О сценарии. О нелюбви к сюжету, точкам и запятым. О пользе иных знаков препинания.
Когда я пришел в кино, меня с самого начала испугал тип отношений, принятый между сценаристом и режиссером. Сценарист был безраздельным хозяином, как правило, потому что все права были у него. Я делал все для того, чтобы иметь возможность уже на площадке изменить какой-то эпизод, никого ни о чем не спрашивая. И вообще я индивидуалист: мне может понравиться чья-то идея, я могу восхищаться ею. Но если она не моя, ничего не получится, одно только отторжение. Кроме того, сценаристы прозу путали со сценарием, а ведь между ними нет ничего общего, это два разных вида искусства. Рассказ написать — это как выдохнуть. Сценарий — совершенно особая вещь. Драматургия кино с литературой ничего общего не имеет. Потому и экранизация буквальная не может получиться в кино.
При слове «сюжет» я вздрагиваю. В моих фильмах это всегда самое неполучившееся, самое банальное. В чем и беда моя: говорят, что вот, сюжета нет. А по мне — его можно менять в любую сторону.

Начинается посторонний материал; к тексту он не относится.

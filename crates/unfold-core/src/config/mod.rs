//! Configuration management for unfold.
//!
//! Configuration is loaded from multiple sources with the following priority:
//! 1. Environment variables (highest priority)
//! 2. Project-local `unfold.toml` file
//! 3. User config `~/.config/unfold/config.toml`
//! 4. Built-in defaults (lowest priority)

use serde::{Deserialize, Serialize};
use std::path::{Path, PathBuf};
use thiserror::Error;

mod defaults;

pub use defaults::*;

/// Configuration errors.
#[derive(Debug, Error)]
pub enum ConfigError {
    #[error("Failed to read config file: {0}")]
    ReadError(#[from] std::io::Error),

    #[error("Failed to parse config file: {0}")]
    ParseError(#[from] toml::de::Error),

    #[error("Invalid configuration: {0}")]
    Invalid(String),
}

/// Main configuration structure.
#[derive(Debug, Clone, Default, Serialize, Deserialize)]
#[serde(default)]
pub struct Config {
    /// Output file configuration.
    pub output: OutputConfig,

    /// Traversal configuration.
    pub traversal: TraversalConfig,
}

impl Config {
    /// Load configuration from default locations.
    ///
    /// Searches for config in order:
    /// 1. `./unfold.toml` (project local)
    /// 2. `~/.config/unfold/config.toml` (user config)
    /// 3. Falls back to defaults
    pub fn load() -> Result<Self, ConfigError> {
        // Try project-local config first
        if Path::new("unfold.toml").exists() {
            return Self::from_file("unfold.toml");
        }

        // Try user config
        if let Some(config_dir) = dirs::config_dir() {
            let user_config = config_dir.join("unfold").join("config.toml");
            if user_config.exists() {
                return Self::from_file(&user_config);
            }
        }

        // Use defaults (env overrides still apply)
        let mut config = Config::default();
        config.apply_env_overrides();
        config.validate()?;
        Ok(config)
    }

    /// Load configuration from a specific file.
    pub fn from_file(path: impl AsRef<Path>) -> Result<Self, ConfigError> {
        let content = std::fs::read_to_string(path)?;
        let mut config: Config = toml::from_str(&content)?;

        config.apply_env_overrides();
        config.validate()?;

        Ok(config)
    }

    /// Apply environment variable overrides.
    fn apply_env_overrides(&mut self) {
        if let Ok(dir) = std::env::var("UNFOLD_OUTPUT_DIR") {
            self.output.dir = dir;
        }
        if let Ok(hops) = std::env::var("UNFOLD_MAX_COLLECTION_HOPS") {
            if let Ok(n) = hops.parse() {
                self.traversal.max_collection_hops = n;
            }
        }
    }

    fn validate(&self) -> Result<(), ConfigError> {
        if self.traversal.max_collection_hops < 1 {
            return Err(ConfigError::Invalid(
                "traversal.max_collection_hops must be at least 1".to_string(),
            ));
        }
        Ok(())
    }

    /// Create a default config file content as a string.
    pub fn default_config_string() -> String {
        let config = Config::default();
        toml::to_string_pretty(&config).unwrap_or_default()
    }
}

/// Output file configuration.
#[derive(Debug, Clone, Serialize, Deserialize)]
#[serde(default)]
pub struct OutputConfig {
    /// Directory output files are written to.
    pub dir: String,

    /// Suffix appended to the input stem for the graph dump.
    pub graph_suffix: String,

    /// Suffix appended to the input stem for the route list.
    pub routes_suffix: String,
}

impl Default for OutputConfig {
    fn default() -> Self {
        Self {
            dir: DEFAULT_OUTPUT_DIR.to_string(),
            graph_suffix: DEFAULT_GRAPH_SUFFIX.to_string(),
            routes_suffix: DEFAULT_ROUTES_SUFFIX.to_string(),
        }
    }
}

impl OutputConfig {
    /// Path of the graph dump for the given input file.
    pub fn graph_path(&self, input: &Path) -> PathBuf {
        self.output_path(input, &self.graph_suffix)
    }

    /// Path of the route list for the given input file.
    pub fn routes_path(&self, input: &Path) -> PathBuf {
        self.output_path(input, &self.routes_suffix)
    }

    fn output_path(&self, input: &Path, suffix: &str) -> PathBuf {
        let stem = input
            .file_stem()
            .and_then(|s| s.to_str())
            .unwrap_or("schema");
        PathBuf::from(&self.dir).join(format!("{stem}{suffix}"))
    }
}

/// Traversal configuration.
#[derive(Debug, Clone, Serialize, Deserialize)]
#[serde(default)]
pub struct TraversalConfig {
    /// Collection hops a traversal may descend through before stopping.
    pub max_collection_hops: u32,
}

impl Default for TraversalConfig {
    fn default() -> Self {
        Self {
            max_collection_hops: DEFAULT_MAX_COLLECTION_HOPS,
        }
    }
}

#[cfg(test)]
mod tests {
    use super::*;

    #[test]
    fn test_default_config() {
        let config = Config::default();
        assert_eq!(config.output.dir, DEFAULT_OUTPUT_DIR);
        assert_eq!(
            config.traversal.max_collection_hops,
            DEFAULT_MAX_COLLECTION_HOPS
        );
    }

    #[test]
    fn test_config_to_toml() {
        let toml_str = Config::default_config_string();
        assert!(toml_str.contains("[output]"));
        assert!(toml_str.contains("[traversal]"));
    }

    #[test]
    fn test_config_from_toml() {
        let toml_str = r#"
[output]
dir = "routes-out"

[traversal]
max_collection_hops = 5
"#;
        let config: Config = toml::from_str(toml_str).unwrap();
        assert_eq!(config.output.dir, "routes-out");
        assert_eq!(config.traversal.max_collection_hops, 5);
        assert_eq!(config.output.graph_suffix, DEFAULT_GRAPH_SUFFIX);
    }

    #[test]
    fn test_output_paths() {
        let config = OutputConfig::default();
        assert_eq!(
            config.graph_path(Path::new("data/graph.csdl.xml")),
            PathBuf::from("output/graph.csdl_schema_graph.txt")
        );
        assert_eq!(
            config.routes_path(Path::new("schema.xml")),
            PathBuf::from("output/schema_paths.txt")
        );
    }
}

Сюжет — это точки, запятые, точки, запятые. Мне же по душе другие знаки препинания. Никогда не вырезал куски и не клеил куски из соображений стройности сюжета. То, где твой мир по-настоящему реализуется, — это подробности, которые очень часто мимо сюжета, поверх него, рядом с ним.
В каждом моем фильме половина материала была снята как бы впустую: я не мог остановиться, я снимал массу как будто ненужных вещей. Вот они-то и были бы сейчас интересны, но меня всегда загоняли в жесткий сюжет. Я даже пролежал две недели в парализованном состоянии после первой своей картины. Все исчезло, все самое главное.
Это может показаться банальным, но кино — зафиксированная уникальность. Она может быть разной. Вот фильм Дилинджер мертв — кино, настоящее кино! А сюжета-то в нем вообще никакого. У человека есть все, а человек мается, с ума сходит — вот и весь сюжет. Но есть моменты, когда ты ощущаешь настоящий эстетический восторг. Помните, когда он включает кинопроектор и рукой по экрану водит: там герои живут какой-то своей жизнью, а он их обижает всячески и ласкает: кого-то кусает, кого-то гладит, кого-то щипает за грудь, за попу.
Это сюжет? Нет, это кино. Тарковский хорошо говорил, что можно просто показывать лицо человека, странное лицо человека. И до тех пор оно будет притягательным, до тех пор на него будут смотреть, пока не поймут, что он делает. Как только секрет раскрыт, как только догадались — все, уже не интересно.
Это трудно сформулировать: на самом деле драматургия кино — это система образов, которые нельзя изъяснить словами. Когда смотришь и думаешь: «Ах, ты! И что это такое?»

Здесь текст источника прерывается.